Mme de Lieven ne tenait pas tant encore au nom qu'au titre. Sa répugnance à le perdre dut bien être la véritable raison qui l'empêcha d'accepter la légitimation des liens de son cœur.
M. Ernest Daudet redit une anecdote qui, assure-t-il, se contait à l'époque où ce mariage aurait pu avoir lieu.
Un jour, en voiture, au bois de Boulogne, Mme de Nesselrode aurait posé cette question à l'ancienne amie de M. de Metternich:
«Ma chère, on dit que vous allez épouser Guizot. Est-ce vrai?
«Et la princesse d'éclater de rire et de s'écrier en se renversant sur les coussins:
—«Oh! ma chère, me voyez-vous annoncée madame Guizot![ [566]»
Quoi qu'il en soit, à dater du jour où elle se donna à son dernier ami, Mme de Lieven fit deux parts de son activité politique: l'une lui sera réservée; elle emploiera l'autre à renseigner le gouvernement russe sur l'état des esprits en France.

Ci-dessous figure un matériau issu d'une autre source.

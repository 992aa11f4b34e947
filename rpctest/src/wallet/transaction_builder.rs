//! Transaction building against the wallet's ledger.
//!
//! A build selects coins, allocates a change address, signs every input and
//! reserves the spent outputs as one step. The caller holds exclusive access
//! to the [`KeyRing`] and [`Ledger`] for the whole call, so two builds can
//! never select the same output. Any failure leaves both untouched.

use dashcore::{Address, OutPoint, ScriptBuf, Transaction, TxIn, TxOut, Txid, Witness};

use crate::error::{WalletError, WalletResult};
use crate::wallet::coin_selection::CoinSelector;
use crate::wallet::fee::FeeRate;
use crate::wallet::keyring::KeyRing;
use crate::wallet::ledger::{Ledger, TrackedOutput};
use crate::wallet::signer::sign_input;

/// A signed transaction whose inputs are reserved in the ledger.
#[derive(Debug, Clone)]
pub struct CreatedTransaction {
    pub transaction: Transaction,
    pub txid: Txid,
    /// Outputs consumed by the transaction, in input order.
    pub spent: Vec<TrackedOutput>,
    pub fee: u64,
    /// Index of the change output, if one was created.
    pub change_index: Option<usize>,
}

impl CreatedTransaction {
    pub fn outpoints(&self) -> Vec<OutPoint> {
        self.spent.iter().map(|output| output.outpoint).collect()
    }

    pub fn change_output(&self) -> Option<&TxOut> {
        self.change_index.and_then(|index| self.transaction.output.get(index))
    }
}

/// Transaction builder for wallet payments
pub struct TransactionBuilder {
    outputs: Vec<TxOut>,
    fee_rate: FeeRate,
    min_confirmations: u32,
    lock_time: u32,
    version: u16,
    selector: CoinSelector,
}

impl Default for TransactionBuilder {
    fn default() -> Self {
        Self::new()
    }
}

impl TransactionBuilder {
    pub fn new() -> Self {
        Self {
            outputs: Vec::new(),
            fee_rate: FeeRate::default(),
            min_confirmations: 1,
            lock_time: 0,
            version: 2,
            selector: CoinSelector::new(),
        }
    }

    /// Add an output to a specific address
    pub fn add_output(mut self, address: &Address, amount: u64) -> WalletResult<Self> {
        if amount == 0 {
            return Err(WalletError::InvalidAmount("Output amount cannot be zero".into()));
        }
        self.outputs.push(TxOut {
            value: amount,
            script_pubkey: address.script_pubkey(),
        });
        Ok(self)
    }

    pub fn set_fee_rate(mut self, fee_rate: FeeRate) -> Self {
        self.fee_rate = fee_rate;
        self
    }

    /// Confirmations an output needs to be selected. `0` allows unconfirmed outputs.
    pub fn set_min_confirmations(mut self, confirmations: u32) -> Self {
        self.min_confirmations = confirmations;
        self
    }

    pub fn set_lock_time(mut self, lock_time: u32) -> Self {
        self.lock_time = lock_time;
        self
    }

    pub fn set_version(mut self, version: u16) -> Self {
        self.version = version;
        self
    }

    pub fn set_coin_selector(mut self, selector: CoinSelector) -> Self {
        self.selector = selector;
        self
    }

    /// Get the total value of all outputs added so far
    pub fn total_output_value(&self) -> WalletResult<u64> {
        self.outputs.iter().try_fold(0u64, |total, out| {
            total
                .checked_add(out.value)
                .ok_or_else(|| WalletError::InvalidAmount("Output total overflows".into()))
        })
    }

    /// Funds, signs and reserves the transaction.
    pub fn build(
        self,
        keyring: &mut KeyRing,
        ledger: &mut Ledger,
    ) -> WalletResult<CreatedTransaction> {
        if self.outputs.is_empty() {
            return Err(WalletError::NoOutputs);
        }
        let target = self.total_output_value()?;

        let selection = self.selector.select_coins(
            ledger.spendable_outputs(self.min_confirmations),
            target,
            self.outputs.len(),
            self.fee_rate,
        )?;

        // Only peek: the index is consumed once nothing else can fail.
        let change_address = if selection.has_change() {
            Some(keyring.peek_next_address()?)
        } else {
            None
        };

        let mut outputs = self.outputs;
        let change_index = change_address.as_ref().map(|address| {
            outputs.push(TxOut {
                value: selection.change_amount,
                script_pubkey: address.script_pubkey(),
            });
            outputs.len() - 1
        });

        let mut tx = Transaction {
            version: self.version,
            lock_time: self.lock_time,
            input: selection
                .selected
                .iter()
                .map(|output| TxIn {
                    previous_output: output.outpoint,
                    script_sig: ScriptBuf::new(),
                    sequence: 0xffffffff,
                    witness: Witness::default(),
                })
                .collect(),
            output: outputs,
            special_transaction_payload: None,
        };

        let mut script_sigs = Vec::with_capacity(tx.input.len());
        for (index, output) in selection.selected.iter().enumerate() {
            let key = keyring
                .private_key_for(&output.address)
                .map_err(|e| WalletError::Signing(format!("no key for input {index}: {e}")))?;
            let script_sig = sign_input(
                keyring.secp(),
                &tx,
                index,
                &output.address.script_pubkey(),
                &key.secret_key,
            )
            .map_err(|e| WalletError::Signing(format!("input {index}: {e}")))?;
            script_sigs.push(script_sig);
        }
        for (input, script_sig) in tx.input.iter_mut().zip(script_sigs) {
            input.script_sig = script_sig;
        }

        let txid = tx.txid();
        let outpoints: Vec<OutPoint> = selection.selected.iter().map(|o| o.outpoint).collect();
        ledger.mark_spent(&outpoints, txid)?;

        if let Some(expected) = change_address {
            match keyring.new_address() {
                Ok(address) if address == expected => ledger.watch(address),
                Ok(address) => {
                    ledger.release(&txid);
                    return Err(WalletError::KeyDerivation {
                        index: keyring.next_index() - 1,
                        reason: format!("change address {address} differs from {expected}"),
                    });
                }
                Err(err) => {
                    ledger.release(&txid);
                    return Err(err);
                }
            }
        }

        tracing::debug!(
            "built transaction {} spending {} inputs, fee {}, change {}",
            txid,
            outpoints.len(),
            selection.fee,
            selection.change_amount
        );

        Ok(CreatedTransaction {
            transaction: tx,
            txid,
            spent: selection.selected,
            fee: selection.fee,
            change_index,
        })
    }
}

Elle apporte d'abord tout son cœur au service de son amant. Quand ce dernier est envoyé à Londres comme ambassadeur de France[ [567], elle s'ingénie à lui faciliter sa mission, à lui éviter les erreurs et les faux pas sur ce terrain nouveau pour lui. Sa profonde connaissance de la société anglaise lui permet de le mettre en garde contre les maladroites manœuvres, les démarches inutiles, le dangereux enivrement de la situation.
Le 29 octobre 1840, M. Guizot, rappelé à Paris, reçoit le portefeuille des affaires étrangères. Il conservera le pouvoir jusqu'en 1848[ [568]. Pendant cette longue période, Mme de Lieven restera l'Égérie du ministre.
Dans son salon, celui-ci «règne et gouverne»[ [569]. Deux fois par jour, à 2 heures et après son dîner, il vient passer quelques moments ou quelques heures auprès d'elle.